Si riaccende la sfida sugli occhiali intelligenti. A pochi giorni dall’annuncio del lancio in Cina dei ‘Quark AI Glasses’ da parte del colosso cinese dello shopping online Alibaba, ieri è arrivata la notizia che anche Google metterà sul mercato i suoi primi smart glasses con intelligenza artificiale nel 2026, intensificando quindi la competizione con Meta che ha sviluppato proprio con Essilux i suoi smart glasses Ray-Ban.

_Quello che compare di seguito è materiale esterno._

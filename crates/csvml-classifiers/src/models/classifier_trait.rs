use std::path::Path;

use anyhow::{anyhow, Result};
use ndarray::{Array1, Array2, ArrayView1, Axis};

/// Contract shared by the GBDT, random forest and SVM wrappers.
///
/// Labels are passed and returned in the dataset's own float values; each
/// implementation translates them to whatever its library expects.
pub trait ClassifierModel {
    /// Fit the model on `x` (one sample per row) and the matching labels `y`.
    fn fit(&mut self, x: &Array2<f32>, y: &Array1<f32>) -> Result<()>;

    /// Predict a label for every row of `x`.
    fn predict(&self, x: &Array2<f32>) -> Result<Array1<f32>>;

    /// Predict the label of a single sample.
    fn predict_row(&self, row: ArrayView1<'_, f32>) -> Result<f32> {
        let x = row.to_owned().insert_axis(Axis(0));
        let predictions = self.predict(&x)?;
        predictions
            .iter()
            .next()
            .copied()
            .ok_or_else(|| anyhow!("{} returned no prediction", self.name()))
    }

    /// Serialize the fitted model in the library's own format.
    fn save(&self, path: &Path) -> Result<()>;

    /// Optional human readable name for the model
    fn name(&self) -> &str {
        "classifier"
    }
}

I nuovi dispositivi includeranno due modelli: occhiali solo audio, basati sull’assistente Gemini, e occhiali con display integrato capaci di mostrare informazioni come indicazioni stradali o traduzioni. Il progetto è sviluppato in collaborazione con Samsung, Gentle Monster e Warby Parker, che ha confermato l’arrivo dei primi modelli nel 2026. Proprio lo scorso giugno il colosso di Mountain View aveva annunciato di essere entrato con una quota simbolica del 4% (circa 107,3 milioni di euro al cambio attuale) per espandere la sua presenza nel settore in forte crescita degli “occhiali intelligenti”.

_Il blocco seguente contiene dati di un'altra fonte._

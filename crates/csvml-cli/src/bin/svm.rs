use csvml_classifiers::config::ModelType;

fn main() {
    std::process::exit(csvml_cli::app::run_program(
        "csvml-svm",
        "Train and evaluate an RBF-kernel support vector machine",
        ModelType::svm(),
    ));
}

Con il lancio degli occhiali di Google costruiti su Android XR, il colosso torna sul progetto dei suoi Glass dopo averlo accantonato quasi un decennio fa, e ora punta sull’integrazione dell’intelligenza artificiale e su partnership strategiche per rendere gli occhiali intelligenti più diffusi. Il mercato, però, è già molto competitivo: oltre a ai Ray-Ban Meta sviluppati con EssilorLuxottica, anche Snap e Alibaba stanno ampliando le proprie offerte. La notizia ha penalizzato ieri in Borsa EssilorLuxottica, a causa dei timori per la crescente concorrenza di Google negli smart glasses con AI. Proprio in occasione dei dati relativi al terzo trimestre di EssilorLuxottica, archiviato con ricavi in crescita del 6,7% a cambi correnti (+11,7% a cambi costanti), il gruppo aveva dichiarato che dichiarato che proprio gli smart glasses con tecnologia AI hanno contribuito per oltre 4 punti percentuali a questa crescita, spingendo il gruppo ad accelerare i piani produttivi.
Nel frattempo sono emerse alcuni dettaglii in merito alla “collaborazione” tra Meta e il produttore italo-francese di occhiali. Il colosso a stelle e strisce detiene “almeno il 3%” di EssilorLuxottica, secondo quanto ha dichiarato il consigliere indipendente Jose Gonzalo, che ha aggiunto che la quota potrebbe avvicinarsi al 5%. Gonzalo ha però precisato che Meta non mira a un seggio nel board.